Zetec trim, meanwhile, adds a few small car luxuries – including 15in alloy wheels, air-con, a DAB radio, cruise control and the MyKey system. This, really, is the one to go for – if anything, for air-con alone.
As with larger Fords, MyKey lets owners put restrictions on a specific key. It allows parents to keep tabs on any of their children who drive the car, by limiting the maximum speed and top audio volume, and preventing the stability control systems from being switched off.
Does it stack up on the financial front?
The Ka+ is cheap to buy, but its inexpensive finance deals make it really stand out. Put down a deposit of £1000 on a three-year contract and you can drive an 84bhp Zetec for just £151. Buy the car at the end of the scheme and you’ll have paid less than the list price.

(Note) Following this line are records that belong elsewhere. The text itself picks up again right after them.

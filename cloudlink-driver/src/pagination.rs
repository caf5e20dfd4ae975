//! Page-walking helper shared by drivers whose list endpoints are paginated.
//!
//! Providers paginate in different ways (page numbers, opaque markers, next
//! links). A driver describes one fetched page as a [`Page`] whose `next`
//! cursor, when present, is fed back into the fetch closure.

use std::future::Future;

use crate::error::{DriverError, Result};

/// Upper bound on pages walked by [`collect_pages`].
pub const MAX_PAGES: usize = 1000;

/// One page of results and the cursor for the following page.
#[derive(Debug, Clone)]
pub struct Page<T, C> {
    pub items: Vec<T>,
    pub next: Option<C>,
}

impl<T, C> Page<T, C> {
    pub fn new(items: Vec<T>, next: Option<C>) -> Self {
        Self { items, next }
    }

    /// A page with no successor.
    pub fn last(items: Vec<T>) -> Self {
        Self { items, next: None }
    }
}

/// Page-number cursor for APIs that stop on a short page.
///
/// Returns `Some(page + 1)` when `received` filled the page, `None` otherwise.
pub fn next_page_number(page: u32, page_size: u32, received: usize) -> Option<u32> {
    let full = u32::try_from(received).map_or(true, |n| n >= page_size);
    (received > 0 && full).then_some(page + 1)
}

/// Fetches pages starting at `first` until a page reports no `next` cursor.
///
/// Fails with [`DriverError::MalformedResponse`] after [`MAX_PAGES`] pages, which
/// only happens when a provider keeps returning a cursor (e.g. a marker cycle).
pub async fn collect_pages<T, C, F, Fut>(provider: &str, first: C, mut fetch: F) -> Result<Vec<T>>
where
    F: FnMut(C) -> Fut,
    Fut: Future<Output = Result<Page<T, C>>>,
{
    let mut items = Vec::new();
    let mut cursor = Some(first);
    let mut pages = 0usize;

    while let Some(current) = cursor.take() {
        if pages == MAX_PAGES {
            return Err(DriverError::MalformedResponse {
                provider: provider.to_string(),
                detail: format!("pagination did not terminate after {MAX_PAGES} pages"),
                body: None,
            });
        }
        let page = fetch(current).await?;
        pages += 1;
        log::debug!(
            "[{provider}] page {pages}: {} item(s), more={}",
            page.items.len(),
            page.next.is_some()
        );
        items.extend(page.items);
        cursor = page.next;
    }

    Ok(items)
}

This compares favourably with rivals. The smaller Vauxhall Viva, Peugeot 108 and Skoda Citigo all cost fractionally more each month, though just £3 more could get you into an – admittedly more basic – Skoda Fabia.
It’d be easy to slate the Ka+ for being too wholesome, too boring and too conventional in a market where you get the impression that many buyers would happily emblazon their face across the roof if they could.
However, it is just quick enough, just Fiesta-like enough in the corners and excellent value for money. Throw in decent practicality, refinement, comfort and equipment levels and this is a worthy, pleasant way to spend £10k – or £150 per month.